Saved data entries:
_ _ _ _ _ _ _

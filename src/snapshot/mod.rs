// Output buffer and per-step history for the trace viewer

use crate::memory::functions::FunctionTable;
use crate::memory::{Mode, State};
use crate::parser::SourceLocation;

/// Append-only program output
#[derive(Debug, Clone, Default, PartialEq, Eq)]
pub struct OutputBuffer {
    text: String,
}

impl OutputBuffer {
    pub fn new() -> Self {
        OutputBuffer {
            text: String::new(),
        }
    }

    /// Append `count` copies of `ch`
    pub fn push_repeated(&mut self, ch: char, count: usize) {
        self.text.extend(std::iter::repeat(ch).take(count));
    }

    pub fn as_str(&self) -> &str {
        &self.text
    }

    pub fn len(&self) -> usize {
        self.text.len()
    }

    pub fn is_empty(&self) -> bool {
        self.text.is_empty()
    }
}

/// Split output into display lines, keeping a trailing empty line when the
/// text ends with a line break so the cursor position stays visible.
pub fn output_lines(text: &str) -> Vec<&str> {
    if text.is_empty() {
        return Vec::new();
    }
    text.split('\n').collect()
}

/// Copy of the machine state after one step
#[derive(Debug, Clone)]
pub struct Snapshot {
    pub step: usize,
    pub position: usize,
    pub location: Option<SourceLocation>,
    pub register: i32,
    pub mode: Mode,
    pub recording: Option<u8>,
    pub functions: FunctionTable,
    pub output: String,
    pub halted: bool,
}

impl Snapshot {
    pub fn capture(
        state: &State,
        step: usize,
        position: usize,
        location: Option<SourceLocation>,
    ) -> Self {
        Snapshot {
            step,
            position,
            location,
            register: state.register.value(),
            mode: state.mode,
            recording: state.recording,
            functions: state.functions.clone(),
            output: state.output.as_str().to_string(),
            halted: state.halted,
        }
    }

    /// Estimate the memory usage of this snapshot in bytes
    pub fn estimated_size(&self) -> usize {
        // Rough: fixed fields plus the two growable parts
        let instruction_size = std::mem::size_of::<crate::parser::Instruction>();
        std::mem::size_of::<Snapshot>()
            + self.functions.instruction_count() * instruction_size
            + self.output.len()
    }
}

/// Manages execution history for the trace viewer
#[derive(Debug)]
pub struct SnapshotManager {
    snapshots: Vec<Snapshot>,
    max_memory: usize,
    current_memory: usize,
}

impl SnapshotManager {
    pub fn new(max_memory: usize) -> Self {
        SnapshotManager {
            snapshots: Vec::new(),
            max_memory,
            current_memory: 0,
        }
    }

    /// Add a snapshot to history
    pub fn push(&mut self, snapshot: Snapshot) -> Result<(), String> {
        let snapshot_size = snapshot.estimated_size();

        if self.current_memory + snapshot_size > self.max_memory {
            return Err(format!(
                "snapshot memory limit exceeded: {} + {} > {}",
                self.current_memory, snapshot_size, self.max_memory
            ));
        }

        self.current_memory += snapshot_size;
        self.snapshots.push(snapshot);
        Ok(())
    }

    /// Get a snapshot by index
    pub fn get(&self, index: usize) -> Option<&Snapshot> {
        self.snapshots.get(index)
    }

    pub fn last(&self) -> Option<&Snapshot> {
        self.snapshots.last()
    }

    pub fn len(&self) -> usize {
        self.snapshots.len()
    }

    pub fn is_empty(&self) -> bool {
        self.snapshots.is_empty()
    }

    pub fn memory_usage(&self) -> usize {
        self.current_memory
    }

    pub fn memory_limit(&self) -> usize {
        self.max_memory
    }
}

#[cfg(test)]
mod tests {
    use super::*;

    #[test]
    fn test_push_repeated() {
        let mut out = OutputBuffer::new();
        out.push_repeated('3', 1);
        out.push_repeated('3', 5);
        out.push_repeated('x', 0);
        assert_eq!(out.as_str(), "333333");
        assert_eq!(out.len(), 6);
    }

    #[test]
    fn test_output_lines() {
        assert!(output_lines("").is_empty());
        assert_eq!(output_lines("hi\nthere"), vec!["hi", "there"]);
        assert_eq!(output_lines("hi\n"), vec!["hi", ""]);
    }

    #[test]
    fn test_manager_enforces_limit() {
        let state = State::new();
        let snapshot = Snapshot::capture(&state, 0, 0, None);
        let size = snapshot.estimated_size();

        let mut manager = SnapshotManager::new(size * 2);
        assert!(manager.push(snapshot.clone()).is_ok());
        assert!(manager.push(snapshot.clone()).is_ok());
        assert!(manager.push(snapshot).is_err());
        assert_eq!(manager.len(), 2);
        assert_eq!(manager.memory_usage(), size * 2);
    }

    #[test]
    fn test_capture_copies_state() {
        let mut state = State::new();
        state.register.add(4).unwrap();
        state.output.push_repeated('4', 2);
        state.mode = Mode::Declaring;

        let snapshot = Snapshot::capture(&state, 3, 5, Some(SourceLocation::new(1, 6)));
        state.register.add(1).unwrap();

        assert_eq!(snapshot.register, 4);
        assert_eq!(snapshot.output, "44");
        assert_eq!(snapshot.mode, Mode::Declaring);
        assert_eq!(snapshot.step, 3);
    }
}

_ _ _ _ _ _ _

_Required work:_ Transcribe the data in full, keeping every detail.

_Task result:_
filename src/snapshot/mod.rs
// Output buffer and per-step history for the trace viewer

use crate::memory::functions::FunctionTable;
use crate::memory::{Mode, State};
use crate::parser::SourceLocation;

/// Append-only program output
#[derive(Debug, Clone, Default, PartialEq, Eq)]
pub struct OutputBuffer {
    text: String,
}

impl OutputBuffer {
    pub fn new() -> Self {
        OutputBuffer {
            text: String::new(),
        }
    }

    /// Append `count` copies of `ch`
    pub fn push_repeated(&mut self, ch: char, count: usize) {
        self.text.extend(std::iter::repeat(ch).take(count));
    }

    pub fn as_str(&self) -> &str {
        &self.text
    }

    pub fn len(&self) -> usize {
        self.text.len()
    }

    pub fn is_empty(&self) -> bool {
        self.text.is_empty()
    }
}

/// Split output into display lines, keeping a trailing empty line when the
/// text ends with a line break so the cursor position stays visible.
pub fn output_lines(text: &str) -> Vec<&str> {
    if text.is_empty() {
        return Vec::new();
    }
    text.split('\n').collect()
}

/// Copy of the machine state after one step
#[derive(Debug, Clone)]
pub struct Snapshot {
    pub step: usize,
    pub position: usize,
    pub location: Option<SourceLocation>,
    pub register: i32,
    pub mode: Mode,
    pub recording: Option<u8>,
    pub functions: FunctionTable,
    pub output: String,
    pub halted: bool,
}

impl Snapshot {
    pub fn capture(
        state: &State,
        step: usize,
        position: usize,
        location: Option<SourceLocation>,
    ) -> Self {
        Snapshot {
            step,
            position,
            location,
            register: state.register.value(),
            mode: state.mode,
            recording: state.recording,
            functions: state.functions.clone(),
            output: state.output.as_str().to_string(),
            halted: state.halted,
        }
    }

    /// Estimate the memory usage of this snapshot in bytes
    pub fn estimated_size(&self) -> usize {
        // Rough: fixed fields plus the two growable parts
        let instruction_size = std::mem::size_of::<crate::parser::Instruction>();
        std::mem::size_of::<Snapshot>()
            + self.functions.instruction_count() * instruction_size
            + self.output.len()
    }
}

/// Manages execution history for the trace viewer
#[derive(Debug)]
pub struct SnapshotManager {
    snapshots: Vec<Snapshot>,
    max_memory: usize,
    current_memory: usize,
}

impl SnapshotManager {
    pub fn new(max_memory: usize) -> Self {
        SnapshotManager {
            snapshots: Vec::new(),
            max_memory,
            current_memory: 0,
        }
    }

    /// Add a snapshot to history
    pub fn push(&mut self, snapshot: Snapshot) -> Result<(), String> {
        let snapshot_size = snapshot.estimated_size();

        if self.current_memory + snapshot_size > self.max_memory {
            return Err(format!(
                "snapshot memory limit exceeded: {} + {} > {}",
                self.current_memory, snapshot_size, self.max_memory
            ));
        }

        self.current_memory += snapshot_size;
        self.snapshots.push(snapshot);
        Ok(())
    }

    /// Get a snapshot by index
    pub fn get(&self, index: usize) -> Option<&Snapshot> {
        self.snapshots.get(index)
    }

    pub fn last(&self) -> Option<&Snapshot> {
        self.snapshots.last()
    }

    pub fn len(&self) -> usize {
        self.snapshots.len()
    }

    pub fn is_empty(&self) -> bool {
        self.snapshots.is_empty()
    }

    pub fn memory_usage(&self) -> usize {
        self.current_memory
    }

    pub fn memory_limit(&self) -> usize {
        self.max_memory
    }
}

#[cfg(test)]
mod tests {
    use super::*;

    #[test]
    fn test_push_repeated() {
        let mut out = OutputBuffer::new();
        out.push_repeated('3', 1);
        out.push_repeated('3', 5);
        out.push_repeated('x', 0);
        assert_eq!(out.as_str(), "333333");
        assert_eq!(out.len(), 6);
    }

    #[test]
    fn test_output_lines() {
        assert!(output_lines("").is_empty());
        assert_eq!(output_lines("hi\nthere"), vec!["hi", "there"]);
        assert_eq!(output_lines("hi\n"), vec!["hi", ""]);
    }

    #[test]
    fn test_manager_enforces_limit() {
        let state = State::new();
        let snapshot = Snapshot::capture(&state, 0, 0, None);
        let size = snapshot.estimated_size();

        let mut manager = SnapshotManager::new(size * 2);
        assert!(manager.push(snapshot.clone()).is_ok());
        assert!(manager.push(snapshot.clone()).is_ok());
        assert!(manager.push(snapshot).is_err());
        assert_eq!(manager.len(), 2);
        assert_eq!(manager.memory_usage(), size * 2);
    }

    #[test]
    fn test_capture_copies_state() {
        let mut state = State::new();
        state.register.add(4).unwrap();
        state.output.push_repeated('4', 2);
        state.mode = Mode::Declaring;

        let snapshot = Snapshot::capture(&state, 3, 5, Some(SourceLocation::new(1, 6)));
        state.register.add(1).unwrap();

        assert_eq!(snapshot.register, 4);
        assert_eq!(snapshot.output, "44");
        assert_eq!(snapshot.mode, Mode::Declaring);
        assert_eq!(snapshot.step, 3);
    }
}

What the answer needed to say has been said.